▶ [PROMPT]:
Only the lines containing "default" belong in the answer; find them in the material below.

▶ [RECORDED DATA]:
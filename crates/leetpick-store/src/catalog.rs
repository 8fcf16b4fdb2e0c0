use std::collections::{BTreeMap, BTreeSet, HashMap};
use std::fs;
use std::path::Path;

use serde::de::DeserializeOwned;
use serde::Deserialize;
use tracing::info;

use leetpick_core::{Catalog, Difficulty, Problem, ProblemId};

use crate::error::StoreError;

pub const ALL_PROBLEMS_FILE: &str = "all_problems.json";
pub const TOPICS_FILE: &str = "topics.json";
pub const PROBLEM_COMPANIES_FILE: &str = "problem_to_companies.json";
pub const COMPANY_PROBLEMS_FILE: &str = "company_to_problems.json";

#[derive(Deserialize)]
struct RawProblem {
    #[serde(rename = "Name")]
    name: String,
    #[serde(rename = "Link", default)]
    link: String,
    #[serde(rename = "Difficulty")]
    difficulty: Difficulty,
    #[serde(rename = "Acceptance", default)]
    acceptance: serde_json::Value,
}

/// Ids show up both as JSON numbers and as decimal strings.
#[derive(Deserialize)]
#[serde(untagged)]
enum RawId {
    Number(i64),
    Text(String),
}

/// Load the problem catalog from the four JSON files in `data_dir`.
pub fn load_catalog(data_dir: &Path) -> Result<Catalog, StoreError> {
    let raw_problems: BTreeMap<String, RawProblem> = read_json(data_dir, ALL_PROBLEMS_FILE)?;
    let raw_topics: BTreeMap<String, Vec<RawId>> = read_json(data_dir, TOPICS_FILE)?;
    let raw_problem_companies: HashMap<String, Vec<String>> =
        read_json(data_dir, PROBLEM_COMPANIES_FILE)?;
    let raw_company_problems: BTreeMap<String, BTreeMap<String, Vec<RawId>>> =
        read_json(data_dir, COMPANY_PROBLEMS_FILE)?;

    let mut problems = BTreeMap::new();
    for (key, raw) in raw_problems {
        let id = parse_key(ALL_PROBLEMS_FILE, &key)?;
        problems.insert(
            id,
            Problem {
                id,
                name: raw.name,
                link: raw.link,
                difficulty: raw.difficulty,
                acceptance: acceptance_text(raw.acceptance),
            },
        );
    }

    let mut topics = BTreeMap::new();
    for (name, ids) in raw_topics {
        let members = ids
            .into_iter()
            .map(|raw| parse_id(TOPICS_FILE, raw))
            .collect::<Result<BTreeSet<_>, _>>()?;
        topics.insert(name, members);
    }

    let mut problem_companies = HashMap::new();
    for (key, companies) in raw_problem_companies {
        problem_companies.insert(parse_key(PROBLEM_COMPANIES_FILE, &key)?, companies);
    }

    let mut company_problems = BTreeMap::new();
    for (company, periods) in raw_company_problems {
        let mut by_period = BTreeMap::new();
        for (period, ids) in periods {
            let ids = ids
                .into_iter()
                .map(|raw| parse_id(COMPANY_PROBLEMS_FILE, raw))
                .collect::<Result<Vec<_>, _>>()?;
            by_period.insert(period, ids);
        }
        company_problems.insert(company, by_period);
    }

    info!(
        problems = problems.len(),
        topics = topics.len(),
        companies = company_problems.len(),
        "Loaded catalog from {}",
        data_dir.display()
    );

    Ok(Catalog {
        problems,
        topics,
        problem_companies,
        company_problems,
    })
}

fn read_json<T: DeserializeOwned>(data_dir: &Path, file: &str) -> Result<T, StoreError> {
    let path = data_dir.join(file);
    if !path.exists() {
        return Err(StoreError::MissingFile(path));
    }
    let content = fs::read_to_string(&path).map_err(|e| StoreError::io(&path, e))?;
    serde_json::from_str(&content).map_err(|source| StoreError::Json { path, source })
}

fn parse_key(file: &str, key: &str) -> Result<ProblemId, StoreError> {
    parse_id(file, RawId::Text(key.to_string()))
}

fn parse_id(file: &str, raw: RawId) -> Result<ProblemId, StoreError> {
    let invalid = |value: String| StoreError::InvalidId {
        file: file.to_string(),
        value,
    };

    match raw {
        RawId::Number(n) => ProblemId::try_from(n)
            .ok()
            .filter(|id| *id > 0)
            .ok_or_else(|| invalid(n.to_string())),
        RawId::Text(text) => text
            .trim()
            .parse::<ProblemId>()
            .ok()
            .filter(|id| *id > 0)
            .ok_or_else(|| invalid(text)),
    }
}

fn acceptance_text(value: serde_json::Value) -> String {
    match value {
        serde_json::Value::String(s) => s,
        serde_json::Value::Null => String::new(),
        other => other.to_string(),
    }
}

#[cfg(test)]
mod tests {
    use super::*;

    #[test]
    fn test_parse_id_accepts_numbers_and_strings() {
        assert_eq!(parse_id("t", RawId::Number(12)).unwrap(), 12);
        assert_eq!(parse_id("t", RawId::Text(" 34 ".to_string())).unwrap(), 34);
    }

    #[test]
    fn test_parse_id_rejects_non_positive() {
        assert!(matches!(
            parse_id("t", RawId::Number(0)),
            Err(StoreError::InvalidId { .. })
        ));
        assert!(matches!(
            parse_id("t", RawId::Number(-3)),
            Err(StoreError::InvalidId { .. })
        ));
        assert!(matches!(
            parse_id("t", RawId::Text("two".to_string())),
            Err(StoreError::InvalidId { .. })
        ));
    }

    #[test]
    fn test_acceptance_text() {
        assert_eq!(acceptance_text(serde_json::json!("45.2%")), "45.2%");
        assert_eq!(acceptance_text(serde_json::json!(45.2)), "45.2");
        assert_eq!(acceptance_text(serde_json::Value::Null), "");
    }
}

▶ [PROBLEM SOLUTION]:
    #[serde(rename = "Link", default)]
    #[serde(rename = "Acceptance", default)]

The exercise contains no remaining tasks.